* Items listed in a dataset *

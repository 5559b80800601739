//! Minimal CLI for the Sigil rewrite. Commands are intentionally small and
//! auditable so operators can see exactly how text, key, and image relate.

use std::env;

use sigil_rs::config::{load_options, RenderOptions};
use sigil_rs::container::load_png;
use sigil_rs::identicon::{generate, generate_encrypted, restore};

fn print_usage() {
    eprintln!("Commands:\n  generate <text> <key> <output.png> [options.json]\n  generate-plain <text> <output.png> [options.json]\n  restore <input.png> <key>\n  inspect <input.png>");
}

fn options_from(arg: Option<&String>) -> Option<RenderOptions> {
    match arg {
        Some(path) => match load_options(path) {
            Ok(options) => Some(options),
            Err(err) => {
                eprintln!("options rejected: {err}");
                None
            }
        },
        None => Some(RenderOptions::default()),
    }
}

fn main() {
    let args: Vec<String> = env::args().collect();
    if args.len() < 2 {
        print_usage();
        return;
    }

    match args[1].as_str() {
        "generate" => {
            if args.len() != 5 && args.len() != 6 {
                return print_usage();
            }
            let options = match options_from(args.get(5)) {
                Some(options) => options,
                None => return,
            };
            match generate_encrypted(&args[2], &args[3], &options) {
                Ok(identicon) => match identicon.save(&args[4]) {
                    Ok(()) => println!("wrote {} ({} = {})", args[4], identicon.metadata.name, identicon.metadata.value),
                    Err(err) => eprintln!("save failed: {err}"),
                },
                Err(err) => eprintln!("generation failed: {err}"),
            }
        }
        "generate-plain" => {
            if args.len() != 4 && args.len() != 5 {
                return print_usage();
            }
            let options = match options_from(args.get(4)) {
                Some(options) => options,
                None => return,
            };
            match generate(&args[2], &options) {
                Ok(identicon) => match identicon.save(&args[3]) {
                    Ok(()) => println!("wrote {} ({} = {})", args[3], identicon.metadata.name, identicon.metadata.value),
                    Err(err) => eprintln!("save failed: {err}"),
                },
                Err(err) => eprintln!("generation failed: {err}"),
            }
        }
        "restore" => {
            if args.len() != 4 {
                return print_usage();
            }
            let container = match load_png(&args[2]) {
                Ok(container) => container,
                Err(err) => return eprintln!("cannot open container: {err}"),
            };
            match restore(&container, &args[3]) {
                Ok(text) => println!("{text}"),
                Err(err) => eprintln!("restore failed: {err}"),
            }
        }
        "inspect" => {
            if args.len() != 3 {
                return print_usage();
            }
            match load_png(&args[2]) {
                Ok(container) => {
                    let (width, height) = container.image().dimensions();
                    println!("raster: {width}x{height}");
                    for (name, value) in container.texts() {
                        println!("{name} = {value}");
                    }
                }
                Err(err) => eprintln!("cannot open container: {err}"),
            }
        }
        _ => print_usage(),
    }
}
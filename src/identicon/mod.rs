//! Identicon pipeline: text (and optionally a key) in, raster plus one
//! metadata field out. The keyed variant embeds the full encrypted payload so
//! the text can be recovered later; the unkeyed variant embeds the digest.

pub mod palette;
pub mod pattern;
pub mod render;

use image::RgbImage;
use rand::rngs::OsRng;
use rand::RngCore;
use thiserror::Error;

use crate::config::{ConfigError, NonceMode, RenderOptions};
use crate::container::{self, ContainerError, LoadedContainer};
use crate::crypto::digest::{derive_nonce, md5_digest, NONCE_LEN};
use crate::crypto::stream::{decrypt_bytes, encrypt_text_with_nonce, CryptoError};
use palette::Tone;
use pattern::GridPattern;

/// Metadata field name for the keyed variant: hex of nonce + ciphertext.
pub const ENCRYPTED_FIELD: &str = "encrypted";
/// Metadata field name for the unkeyed variant: hex of the MD5 digest.
pub const HASH_FIELD: &str = "hash";
/// Seed length driving tone and pattern selection.
pub const SEED_LEN: usize = 16;

#[derive(Debug, Error)]
pub enum IdenticonError {
    #[error("invalid render options: {0}")]
    Options(#[from] ConfigError),
    #[error("container carries no \"{0}\" metadata field")]
    MetadataNotFound(&'static str),
    #[error("metadata hex decoding failed: {0}")]
    MalformedMetadata(String),
    #[error("crypto failure: {0}")]
    Crypto(#[from] CryptoError),
}

/// The single text entry attached to the output container.
#[derive(Debug, Clone, PartialEq, Eq)]
pub struct MetadataField {
    pub name: &'static str,
    pub value: String,
}

/// A generated identicon with every derived stage exposed, so callers and
/// tests can compare seeds and patterns without re-deriving them.
#[derive(Debug)]
pub struct Identicon {
    pub image: RgbImage,
    pub metadata: MetadataField,
    pub seed: [u8; SEED_LEN],
    pub tone: Tone,
    pub pattern: GridPattern,
}

impl Identicon {
    /// Writes the raster and its metadata field into a PNG file.
    pub fn save(&self, path: impl AsRef<std::path::Path>) -> Result<(), ContainerError> {
        container::save_png(path, &self.image, self.metadata.name, &self.metadata.value)
    }
}

/// Seed extraction: the first 16 bytes of the source, zero-padded when the
/// source is shorter. Padding keeps the seed total for every input; the
/// shortest keyed payload (empty text) still yields a defined tone byte.
fn seed_from_bytes(bytes: &[u8]) -> [u8; SEED_LEN] {
    let mut seed = [0u8; SEED_LEN];
    let take = bytes.len().min(SEED_LEN);
    seed[..take].copy_from_slice(&bytes[..take]);
    seed
}

fn build(
    seed: [u8; SEED_LEN],
    metadata: MetadataField,
    options: &RenderOptions,
) -> Result<Identicon, IdenticonError> {
    let tone = Tone::from_seed(&seed);
    let pattern = GridPattern::from_seed(&seed, options.grid_count(), options.fill_threshold);
    let image = render::render(options, tone, &pattern)?;
    Ok(Identicon {
        image,
        metadata,
        seed,
        tone,
        pattern,
    })
}

/// Unkeyed variant: the MD5 digest of the text is the seed, and its hex form
/// is stored under the `"hash"` field.
pub fn generate(text: &str, options: &RenderOptions) -> Result<Identicon, IdenticonError> {
    options.validate()?;
    let digest = md5_digest(text.as_bytes());
    let metadata = MetadataField {
        name: HASH_FIELD,
        value: hex::encode(digest),
    };
    build(digest, metadata, options)
}

/// Keyed variant: the text is encrypted under the expanded key, the payload
/// head seeds tone and pattern, and the full payload hex is stored under the
/// `"encrypted"` field. With the default derived nonce the whole result is a
/// pure function of (text, key); `NonceMode::Random` draws a fresh nonce from
/// the OS instead.
pub fn generate_encrypted(
    text: &str,
    key: &str,
    options: &RenderOptions,
) -> Result<Identicon, IdenticonError> {
    options.validate()?;
    let nonce = match options.nonce_mode {
        NonceMode::Derived => derive_nonce(text, key),
        NonceMode::Random => {
            let mut nonce = [0u8; NONCE_LEN];
            OsRng.fill_bytes(&mut nonce);
            nonce
        }
    };
    let payload = encrypt_text_with_nonce(text, key, nonce);
    let payload_bytes = payload.to_bytes();
    let metadata = MetadataField {
        name: ENCRYPTED_FIELD,
        value: hex::encode(&payload_bytes),
    };
    build(seed_from_bytes(&payload_bytes), metadata, options)
}

/// Restore path: pull the `"encrypted"` field out of a loaded container,
/// hex-decode it, and decrypt with the supplied key.
pub fn restore(container: &LoadedContainer, key: &str) -> Result<String, IdenticonError> {
    let value = container
        .text(ENCRYPTED_FIELD)
        .ok_or(IdenticonError::MetadataNotFound(ENCRYPTED_FIELD))?;
    let payload_bytes =
        hex::decode(value).map_err(|e| IdenticonError::MalformedMetadata(format!("{e}")))?;
    Ok(decrypt_bytes(&payload_bytes, key)?)
}

#[cfg(test)]
mod tests {
    use super::{
        generate, generate_encrypted, restore, seed_from_bytes, IdenticonError, ENCRYPTED_FIELD,
        HASH_FIELD,
    };
    use crate::config::RenderOptions;
    use crate::container::LoadedContainer;
    use crate::crypto::stream::CryptoError;
    use crate::identicon::palette::Tone;
    use image::RgbImage;

    fn test_options() -> RenderOptions {
        RenderOptions {
            image_size: 110,
            cell_size: 10,
            cell_gap: 1,
            ..RenderOptions::default()
        }
    }

    fn container_with(name: &str, value: &str) -> LoadedContainer {
        LoadedContainer::new(RgbImage::new(1, 1), vec![(name.to_string(), value.to_string())])
    }

    #[test]
    fn unkeyed_variant_embeds_the_digest_hex() {
        let identicon = generate("hello", &test_options()).expect("generation should succeed");
        assert_eq!(identicon.metadata.name, HASH_FIELD);
        assert_eq!(identicon.metadata.value, "5d41402abc4b2a76b9719d911017c592");
        // md5("hello") ends in 0x92; 0x92 % 4 == 2 selects the purple/yellow tone.
        assert_eq!(identicon.tone, Tone::Complementary);
    }

    #[test]
    fn keyed_variant_is_deterministic() {
        let options = test_options();
        let first = generate_encrypted("user@example.com", "secret", &options)
            .expect("generation should succeed");
        let second = generate_encrypted("user@example.com", "secret", &options)
            .expect("generation should succeed");
        assert_eq!(first.metadata, second.metadata);
        assert_eq!(first.seed, second.seed);
        assert_eq!(first.tone, second.tone);
        assert_eq!(first.pattern, second.pattern);
        assert_eq!(first.image.as_raw(), second.image.as_raw());
        assert_eq!(first.metadata.name, ENCRYPTED_FIELD);
    }

    #[test]
    fn seed_is_the_payload_head() {
        let identicon = generate_encrypted("a long enough input text", "key", &test_options())
            .expect("generation should succeed");
        let payload = hex::decode(&identicon.metadata.value).expect("stored hex is valid");
        assert_eq!(identicon.seed, payload[..16]);
    }

    #[test]
    fn short_payloads_zero_pad_the_seed() {
        let seed = seed_from_bytes(&[0xaa; 10]);
        assert_eq!(seed[..10], [0xaa; 10]);
        assert_eq!(seed[10..], [0u8; 6]);

        // Empty text leaves only the 8-byte nonce; the padded tail selects
        // the residue-0 tone.
        let identicon =
            generate_encrypted("", "secret", &test_options()).expect("generation should succeed");
        assert_eq!(identicon.seed[8..], [0u8; 8]);
        assert_eq!(identicon.tone, Tone::BlueOrange);
    }

    #[test]
    fn restores_text_from_container_metadata() {
        let identicon = generate_encrypted("user@example.com", "secret", &test_options())
            .expect("generation should succeed");
        let container = container_with(ENCRYPTED_FIELD, &identicon.metadata.value);
        let recovered = restore(&container, "secret").expect("restore should succeed");
        assert_eq!(recovered, "user@example.com");
    }

    #[test]
    fn restore_with_wrong_key_never_returns_the_text() {
        let identicon = generate_encrypted("user@example.com", "secret", &test_options())
            .expect("generation should succeed");
        let container = container_with(ENCRYPTED_FIELD, &identicon.metadata.value);
        match restore(&container, "wrong") {
            Ok(garbled) => assert_ne!(garbled, "user@example.com"),
            Err(IdenticonError::Crypto(CryptoError::InvalidEncoding(_))) => {}
            Err(other) => panic!("unexpected error: {other}"),
        }
    }

    #[test]
    fn restore_reports_missing_and_malformed_metadata() {
        let missing = container_with(HASH_FIELD, "abcd");
        assert!(matches!(
            restore(&missing, "secret"),
            Err(IdenticonError::MetadataNotFound(ENCRYPTED_FIELD))
        ));

        let odd = container_with(ENCRYPTED_FIELD, "abc");
        assert!(matches!(
            restore(&odd, "secret"),
            Err(IdenticonError::MalformedMetadata(_))
        ));

        let not_hex = container_with(ENCRYPTED_FIELD, "zzzz55");
        assert!(matches!(
            restore(&not_hex, "secret"),
            Err(IdenticonError::MalformedMetadata(_))
        ));
    }
}
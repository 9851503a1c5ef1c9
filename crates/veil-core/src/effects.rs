use std::cell::RefCell;
use std::rc::Rc;

/// A cleanup (or continuation) that runs at most once, however many clones
/// hold it and however many times `run` is called.
#[derive(Clone)]
pub struct Dispose(Rc<RefCell<Option<Box<dyn FnOnce()>>>>);

impl Dispose {
    pub fn new(f: impl FnOnce() + 'static) -> Self {
        Self(Rc::new(RefCell::new(Some(Box::new(f)))))
    }

    pub fn noop() -> Self {
        Self(Rc::new(RefCell::new(None)))
    }

    /// Runs at most once. Returns whether this call ran it.
    pub fn run(&self) -> bool {
        // Release the borrow first: `f` may hold a clone of this guard.
        let f = self.0.borrow_mut().take();
        match f {
            Some(f) => {
                f();
                true
            }
            None => false,
        }
    }

    pub fn is_spent(&self) -> bool {
        self.0.borrow().is_none()
    }
}

impl std::fmt::Debug for Dispose {
    fn fmt(&self, f: &mut std::fmt::Formatter<'_>) -> std::fmt::Result {
        f.debug_struct("Dispose")
            .field("spent", &self.is_spent())
            .finish()
    }
}

/// Helper to build a cleanup inline.
pub fn on_unmount(f: impl FnOnce() + 'static) -> Dispose {
    Dispose::new(f)
}
use std::path::Path;

use serde::{Deserialize, Serialize};
use web_time::Duration;

use crate::error::Result;

/// Host-wide overlay defaults. Every field is optional in JSON; durations are
/// in milliseconds.
#[derive(Debug, Clone, PartialEq, Serialize, Deserialize)]
#[serde(default)]
pub struct OverlaySettings {
    /// How long a closed overlay stays mounted for its exit animation.
    #[serde(rename = "exit_transition_ms", with = "millis")]
    pub exit_transition: Duration,
    #[serde(rename = "message_duration_ms", with = "millis")]
    pub message_duration: Duration,
    pub message_text: String,
}

impl Default for OverlaySettings {
    fn default() -> Self {
        Self {
            exit_transition: Duration::from_millis(300),
            message_duration: Duration::from_millis(3000),
            message_text: "Message".to_string(),
        }
    }
}

impl OverlaySettings {
    pub fn from_json_str(s: &str) -> Result<Self> {
        Ok(serde_json::from_str(s)?)
    }

    pub fn load(path: impl AsRef<Path>) -> Result<Self> {
        let text = std::fs::read_to_string(path)?;
        Self::from_json_str(&text)
    }
}

/// Serde adapter for durations stored as whole milliseconds.
pub(crate) mod millis {
    use serde::{Deserialize, Deserializer, Serializer, ser::Error};
    use web_time::Duration;

    pub fn serialize<S: Serializer>(d: &Duration, s: S) -> Result<S::Ok, S::Error> {
        let ms = u64::try_from(d.as_millis())
            .map_err(|_| S::Error::custom(format!("{d:?} does not fit in u64 milliseconds")))?;
        s.serialize_u64(ms)
    }

    pub fn deserialize<'de, D: Deserializer<'de>>(d: D) -> Result<Duration, D::Error> {
        u64::deserialize(d).map(Duration::from_millis)
    }
}
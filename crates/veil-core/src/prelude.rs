pub use crate::animation::{AnimationSpec, Easing, Interpolate, Transition};
pub use crate::clock::{Clock, MAX_DELAY, ManualClock, SystemClock};
pub use crate::effects::{Dispose, on_unmount};
pub use crate::error::*;
pub use crate::ratelimit::{Debounce, Throttle, debounce, throttle};
pub use crate::scope::Scope;
pub use crate::signal::{Signal, SubId, signal};
pub use crate::timer::{TimerId, Timers};
pub use web_time::{Duration, Instant};
use std::cell::Cell;
use std::rc::Rc;

use web_time::{Duration, Instant};

/// Longest delay the runtime schedules. Longer delays are clamped to it, so a
/// timer asked to wait "forever" still gets a real deadline.
pub const MAX_DELAY: Duration = Duration::from_secs(100 * 365 * 24 * 60 * 60);

/// `t + by`, with `by` clamped to [`MAX_DELAY`]. `None` only if even the
/// clamped instant is not representable.
pub(crate) fn later(t: Instant, by: Duration) -> Option<Instant> {
    t.checked_add(by.min(MAX_DELAY))
}

/// Source of "now" for a timer queue.
pub trait Clock: 'static {
    fn now(&self) -> Instant;
}

pub struct SystemClock;
impl Clock for SystemClock {
    fn now(&self) -> Instant {
        Instant::now()
    }
}

/// A clock you can drive deterministically.
///
/// Clones share the same time; `Timers::manual` keeps one so that `advance`
/// can step through deadlines.
#[derive(Clone)]
pub struct ManualClock {
    t: Rc<Cell<Instant>>,
}

impl ManualClock {
    pub fn new() -> Self {
        Self::starting_at(Instant::now())
    }

    pub fn starting_at(t: Instant) -> Self {
        Self {
            t: Rc::new(Cell::new(t)),
        }
    }

    /// Moves time forward. Never moves backwards.
    pub fn set(&self, t: Instant) {
        if t > self.t.get() {
            self.t.set(t);
        }
    }

    /// Moves time forward by `by`, capped at [`MAX_DELAY`].
    pub fn advance(&self, by: Duration) {
        if let Some(t) = later(self.t.get(), by) {
            self.t.set(t);
        }
    }
}

impl Default for ManualClock {
    fn default() -> Self {
        Self::new()
    }
}

impl Clock for ManualClock {
    fn now(&self) -> Instant {
        self.t.get()
    }
}
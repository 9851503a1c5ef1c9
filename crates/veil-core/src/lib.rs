//! # Runtime, Timers, and Rate Limiting
//!
//! Veil runs on a single thread with a cooperative event loop. Everything that
//! happens "later" goes through one timer queue, and everything is `Rc` based.
//! There are four main pieces:
//!
//! - `Timers`: the timer queue, driven by a `Clock`.
//! - `Signal<T>`: observable value used for reactive instance state.
//! - `Dispose` / `Scope`: run-once cleanups grouped per owner.
//! - `throttle` / `debounce`: rate-limited callback wrappers.
//!
//! ## Timers
//!
//! `Timers` is a cloneable handle to a queue of one-shot callbacks. Tests drive
//! it with a `ManualClock`; applications use the system clock and pump it from
//! their event loop.
//!
//! ```rust
//! use std::cell::Cell;
//! use std::rc::Rc;
//! use veil_core::*;
//!
//! let clock = ManualClock::new();
//! let timers = Timers::manual(&clock);
//!
//! let fired = Rc::new(Cell::new(false));
//! let f = fired.clone();
//! timers.set_timeout(Duration::from_millis(100), move || f.set(true));
//!
//! timers.advance(Duration::from_millis(99)).unwrap();
//! assert!(!fired.get());
//! timers.advance(Duration::from_millis(1)).unwrap();
//! assert!(fired.get());
//! ```
//!
//! ## Rate limiting
//!
//! ```rust
//! use std::cell::Cell;
//! use std::rc::Rc;
//! use veil_core::*;
//!
//! let clock = ManualClock::new();
//! let timers = Timers::manual(&clock);
//!
//! let runs = Rc::new(Cell::new(0));
//! let on_resize = throttle(&timers, Duration::from_millis(100), {
//!     let runs = runs.clone();
//!     move |_size: (u32, u32)| runs.set(runs.get() + 1)
//! });
//!
//! on_resize.call((800, 600)); // runs now
//! on_resize.call((801, 600)); // trailing call at the window boundary
//! assert_eq!(runs.get(), 1);
//!
//! timers.advance(Duration::from_millis(100)).unwrap();
//! assert_eq!(runs.get(), 2);
//! ```
//!
//! ## Scopes and cleanup
//!
//! A `Scope` collects disposers and runs them once, either on `dispose()` or
//! when the last handle is dropped. Overlay instances use one scope each so
//! their timers, hooks and document nodes are released together.

pub mod animation;
pub mod clock;
pub mod effects;
pub mod error;
pub mod prelude;
pub mod ratelimit;
pub mod scope;
pub mod signal;
pub mod timer;

pub use prelude::*;
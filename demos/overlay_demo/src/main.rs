//! Drives a dialog, a few toasts and a throttled resize handler on a real
//! clock. Run with `RUST_LOG=debug` to watch the overlay lifecycle.
//!
//! Optional first argument: path to a JSON settings file, e.g.
//! `{ "exit_transition_ms": 150, "message_duration_ms": 1500 }`.

use std::cell::Cell;
use std::rc::Rc;

use anyhow::Context;
use futures::executor::LocalPool;
use futures::task::LocalSpawnExt;
use serde_json::json;
use veil_core::{Duration, Timers, debounce, throttle};
use veil_overlay::{DialogOptions, Document, Overlays, OverlaySettings};

fn main() -> anyhow::Result<()> {
    env_logger::init();

    let settings = match std::env::args().nth(1) {
        Some(path) => OverlaySettings::load(&path)
            .with_context(|| format!("loading overlay settings from {path}"))?,
        None => OverlaySettings::default(),
    };

    let document = Document::new();
    let body = document.body().context("document has no body")?;
    let app = document.create_element("div");
    document.append_child(body, app)?;

    let timers = Timers::system();
    let overlays = Overlays::for_document(&document, &timers, settings);

    // Resize bursts: the throttled handler runs at most every 100ms, the
    // debounced one once things settle.
    let layouts = Rc::new(Cell::new(0u32));
    let on_resize = throttle(&timers, Duration::from_millis(100), {
        let layouts = layouts.clone();
        move |(w, h): (u32, u32)| {
            layouts.set(layouts.get() + 1);
            log::info!("relayout at {w}x{h}");
        }
    });
    let save_size = debounce(&timers, Duration::from_millis(250), |(w, h): (u32, u32)| {
        log::info!("persisting window size {w}x{h}");
    });
    for step in 0..20u32 {
        let (on_resize, save_size) = (on_resize.clone(), save_size.clone());
        timers.set_timeout(Duration::from_millis(u64::from(step) * 10), move || {
            let size = (800 + step * 4, 600);
            on_resize.call(size);
            save_size.call(size);
        });
    }

    overlays.info("Loading hosts file", Some(Duration::from_millis(800)))?;

    let answer = overlays.confirm(
        DialogOptions::new("Apply the new hosts group?")
            .title("Confirm")
            .confirm_text("Apply"),
    )?;
    let dialog_root = *document
        .children(body)
        .last()
        .context("dialog was not attached")?;

    // Stand-in for the user clicking "Apply" after a moment.
    timers.set_timeout(Duration::from_millis(600), {
        let overlays = overlays.clone();
        move || {
            if let Some(dialog) = overlays.instance_for(dialog_root) {
                dialog.confirm();
            }
        }
    });

    let mut pool = LocalPool::new();
    pool.spawner().spawn_local({
        let overlays = overlays.clone();
        async move {
            let applied = answer.await;
            let shown = if applied {
                overlays.success("Hosts group applied", None)
            } else {
                overlays.message_value(&json!({ "message": "Nothing changed", "type": "warning" }))
            };
            if let Err(e) = shown {
                log::error!("could not show result: {e}");
            }
        }
    })?;

    loop {
        pool.run_until_stalled();
        if timers.run_due() > 0 {
            continue;
        }
        let Some(deadline) = timers.next_deadline() else {
            break;
        };
        std::thread::sleep(deadline.saturating_duration_since(timers.now()));
    }

    log::info!(
        "done: {} relayouts, {} overlays still mounted",
        layouts.get(),
        overlays.live_count()
    );
    Ok(())
}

* What is needed *
Collect every line from the records above that contains the word "bool".

* Your response *
    pub fn run(&self) -> bool {
    pub fn is_spent(&self) -> bool {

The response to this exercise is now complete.